Would you write the data out once more, exactly as it is?

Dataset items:

- Opening Delimiter -

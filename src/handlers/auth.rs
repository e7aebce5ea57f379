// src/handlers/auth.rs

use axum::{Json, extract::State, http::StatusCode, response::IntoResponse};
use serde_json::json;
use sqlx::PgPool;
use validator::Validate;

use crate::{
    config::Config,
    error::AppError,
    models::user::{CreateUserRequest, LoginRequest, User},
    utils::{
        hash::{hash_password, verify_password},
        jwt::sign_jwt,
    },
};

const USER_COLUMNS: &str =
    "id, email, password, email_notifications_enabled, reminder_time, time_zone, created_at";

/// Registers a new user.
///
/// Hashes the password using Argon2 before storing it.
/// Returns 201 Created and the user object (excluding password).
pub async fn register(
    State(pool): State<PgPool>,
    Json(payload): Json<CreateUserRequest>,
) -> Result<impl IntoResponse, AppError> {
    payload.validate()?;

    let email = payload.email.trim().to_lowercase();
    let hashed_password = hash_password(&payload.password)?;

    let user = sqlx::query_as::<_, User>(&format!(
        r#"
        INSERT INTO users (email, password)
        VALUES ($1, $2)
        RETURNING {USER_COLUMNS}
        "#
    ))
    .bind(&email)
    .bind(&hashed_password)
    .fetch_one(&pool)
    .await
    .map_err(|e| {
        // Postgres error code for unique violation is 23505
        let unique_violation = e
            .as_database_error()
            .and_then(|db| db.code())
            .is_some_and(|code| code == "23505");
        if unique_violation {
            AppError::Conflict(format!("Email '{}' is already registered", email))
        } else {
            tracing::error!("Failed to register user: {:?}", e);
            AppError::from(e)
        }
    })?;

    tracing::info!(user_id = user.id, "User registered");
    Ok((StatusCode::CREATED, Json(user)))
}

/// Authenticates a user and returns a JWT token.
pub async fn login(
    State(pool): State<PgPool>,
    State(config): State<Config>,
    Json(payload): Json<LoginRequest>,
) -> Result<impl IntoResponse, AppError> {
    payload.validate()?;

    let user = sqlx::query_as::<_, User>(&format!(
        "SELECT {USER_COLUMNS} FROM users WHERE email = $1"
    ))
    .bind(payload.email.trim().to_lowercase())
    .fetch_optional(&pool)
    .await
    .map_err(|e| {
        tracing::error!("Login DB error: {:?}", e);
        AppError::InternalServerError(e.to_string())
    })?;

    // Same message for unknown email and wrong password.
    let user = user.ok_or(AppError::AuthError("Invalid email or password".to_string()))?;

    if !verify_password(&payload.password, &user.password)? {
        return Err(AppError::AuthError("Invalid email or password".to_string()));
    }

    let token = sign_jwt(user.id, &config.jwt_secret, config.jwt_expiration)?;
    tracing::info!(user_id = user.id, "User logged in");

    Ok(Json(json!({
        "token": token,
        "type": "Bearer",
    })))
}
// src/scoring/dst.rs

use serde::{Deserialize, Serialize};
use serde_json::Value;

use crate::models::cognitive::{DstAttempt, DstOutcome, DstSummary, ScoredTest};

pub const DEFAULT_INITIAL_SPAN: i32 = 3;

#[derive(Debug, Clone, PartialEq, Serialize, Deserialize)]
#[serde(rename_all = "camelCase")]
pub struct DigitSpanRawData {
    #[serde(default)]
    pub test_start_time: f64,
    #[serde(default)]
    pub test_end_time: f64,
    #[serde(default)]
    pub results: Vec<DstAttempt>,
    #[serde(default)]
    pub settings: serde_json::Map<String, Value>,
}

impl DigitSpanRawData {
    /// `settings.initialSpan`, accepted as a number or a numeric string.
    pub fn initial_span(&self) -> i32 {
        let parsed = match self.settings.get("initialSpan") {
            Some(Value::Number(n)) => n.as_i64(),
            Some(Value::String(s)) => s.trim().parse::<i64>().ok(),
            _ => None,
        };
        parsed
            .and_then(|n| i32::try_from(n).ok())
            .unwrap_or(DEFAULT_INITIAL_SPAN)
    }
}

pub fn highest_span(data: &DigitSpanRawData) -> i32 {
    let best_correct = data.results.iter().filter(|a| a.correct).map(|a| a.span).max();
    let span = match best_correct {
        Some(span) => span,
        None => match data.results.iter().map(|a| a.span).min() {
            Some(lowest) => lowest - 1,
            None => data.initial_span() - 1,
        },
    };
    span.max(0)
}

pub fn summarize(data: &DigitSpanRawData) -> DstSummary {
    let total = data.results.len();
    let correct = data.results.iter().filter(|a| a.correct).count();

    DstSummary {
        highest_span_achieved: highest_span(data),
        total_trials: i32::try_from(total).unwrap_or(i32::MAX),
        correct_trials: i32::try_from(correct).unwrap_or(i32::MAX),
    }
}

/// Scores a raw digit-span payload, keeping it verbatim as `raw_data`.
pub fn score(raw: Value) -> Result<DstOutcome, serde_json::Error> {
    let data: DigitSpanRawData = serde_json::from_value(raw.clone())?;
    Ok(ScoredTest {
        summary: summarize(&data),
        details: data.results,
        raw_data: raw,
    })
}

- Closing Delimiter -

RESULT BELOW:
filename src/handlers/auth.rs
repository e7aebce5ea57f379
// src/handlers/auth.rs

use axum::{Json, extract::State, http::StatusCode, response::IntoResponse};
use serde_json::json;
use sqlx::PgPool;
use validator::Validate;

use crate::{
    config::Config,
    error::AppError,
    models::user::{CreateUserRequest, LoginRequest, User},
    utils::{
        hash::{hash_password, verify_password},
        jwt::sign_jwt,
    },
};

const USER_COLUMNS: &str =
    "id, email, password, email_notifications_enabled, reminder_time, time_zone, created_at";

/// Registers a new user.
///
/// Hashes the password using Argon2 before storing it.
/// Returns 201 Created and the user object (excluding password).
pub async fn register(
    State(pool): State<PgPool>,
    Json(payload): Json<CreateUserRequest>,
) -> Result<impl IntoResponse, AppError> {
    payload.validate()?;

    let email = payload.email.trim().to_lowercase();
    let hashed_password = hash_password(&payload.password)?;

    let user = sqlx::query_as::<_, User>(&format!(
        r#"
        INSERT INTO users (email, password)
        VALUES ($1, $2)
        RETURNING {USER_COLUMNS}
        "#
    ))
    .bind(&email)
    .bind(&hashed_password)
    .fetch_one(&pool)
    .await
    .map_err(|e| {
        // Postgres error code for unique violation is 23505
        let unique_violation = e
            .as_database_error()
            .and_then(|db| db.code())
            .is_some_and(|code| code == "23505");
        if unique_violation {
            AppError::Conflict(format!("Email '{}' is already registered", email))
        } else {
            tracing::error!("Failed to register user: {:?}", e);
            AppError::from(e)
        }
    })?;

    tracing::info!(user_id = user.id, "User registered");
    Ok((StatusCode::CREATED, Json(user)))
}

/// Authenticates a user and returns a JWT token.
pub async fn login(
    State(pool): State<PgPool>,
    State(config): State<Config>,
    Json(payload): Json<LoginRequest>,
) -> Result<impl IntoResponse, AppError> {
    payload.validate()?;

    let user = sqlx::query_as::<_, User>(&format!(
        "SELECT {USER_COLUMNS} FROM users WHERE email = $1"
    ))
    .bind(payload.email.trim().to_lowercase())
    .fetch_optional(&pool)
    .await
    .map_err(|e| {
        tracing::error!("Login DB error: {:?}", e);
        AppError::InternalServerError(e.to_string())
    })?;

    // Same message for unknown email and wrong password.
    let user = user.ok_or(AppError::AuthError("Invalid email or password".to_string()))?;

    if !verify_password(&payload.password, &user.password)? {
        return Err(AppError::AuthError("Invalid email or password".to_string()));
    }

    let token = sign_jwt(user.id, &config.jwt_secret, config.jwt_expiration)?;
    tracing::info!(user_id = user.id, "User logged in");

    Ok(Json(json!({
        "token": token,
        "type": "Bearer",
    })))
}
// src/scoring/dst.rs

use serde::{Deserialize, Serialize};
use serde_json::Value;

use crate::models::cognitive::{DstAttempt, DstOutcome, DstSummary, ScoredTest};

pub const DEFAULT_INITIAL_SPAN: i32 = 3;

#[derive(Debug, Clone, PartialEq, Serialize, Deserialize)]
#[serde(rename_all = "camelCase")]
pub struct DigitSpanRawData {
    #[serde(default)]
    pub test_start_time: f64,
    #[serde(default)]
    pub test_end_time: f64,
    #[serde(default)]
    pub results: Vec<DstAttempt>,
    #[serde(default)]
    pub settings: serde_json::Map<String, Value>,
}

impl DigitSpanRawData {
    /// `settings.initialSpan`, accepted as a number or a numeric string.
    pub fn initial_span(&self) -> i32 {
        let parsed = match self.settings.get("initialSpan") {
            Some(Value::Number(n)) => n.as_i64(),
            Some(Value::String(s)) => s.trim().parse::<i64>().ok(),
            _ => None,
        };
        parsed
            .and_then(|n| i32::try_from(n).ok())
            .unwrap_or(DEFAULT_INITIAL_SPAN)
    }
}

pub fn highest_span(data: &DigitSpanRawData) -> i32 {
    let best_correct = data.results.iter().filter(|a| a.correct).map(|a| a.span).max();
    let span = match best_correct {
        Some(span) => span,
        None => match data.results.iter().map(|a| a.span).min() {
            Some(lowest) => lowest - 1,
            None => data.initial_span() - 1,
        },
    };
    span.max(0)
}

pub fn summarize(data: &DigitSpanRawData) -> DstSummary {
    let total = data.results.len();
    let correct = data.results.iter().filter(|a| a.correct).count();

    DstSummary {
        highest_span_achieved: highest_span(data),
        total_trials: i32::try_from(total).unwrap_or(i32::MAX),
        correct_trials: i32::try_from(correct).unwrap_or(i32::MAX),
    }
}

/// Scores a raw digit-span payload, keeping it verbatim as `raw_data`.
pub fn score(raw: Value) -> Result<DstOutcome, serde_json::Error> {
    let data: DigitSpanRawData = serde_json::from_value(raw.clone())?;
    Ok(ScoredTest {
        summary: summarize(&data),
        details: data.results,
        raw_data: raw,
    })
}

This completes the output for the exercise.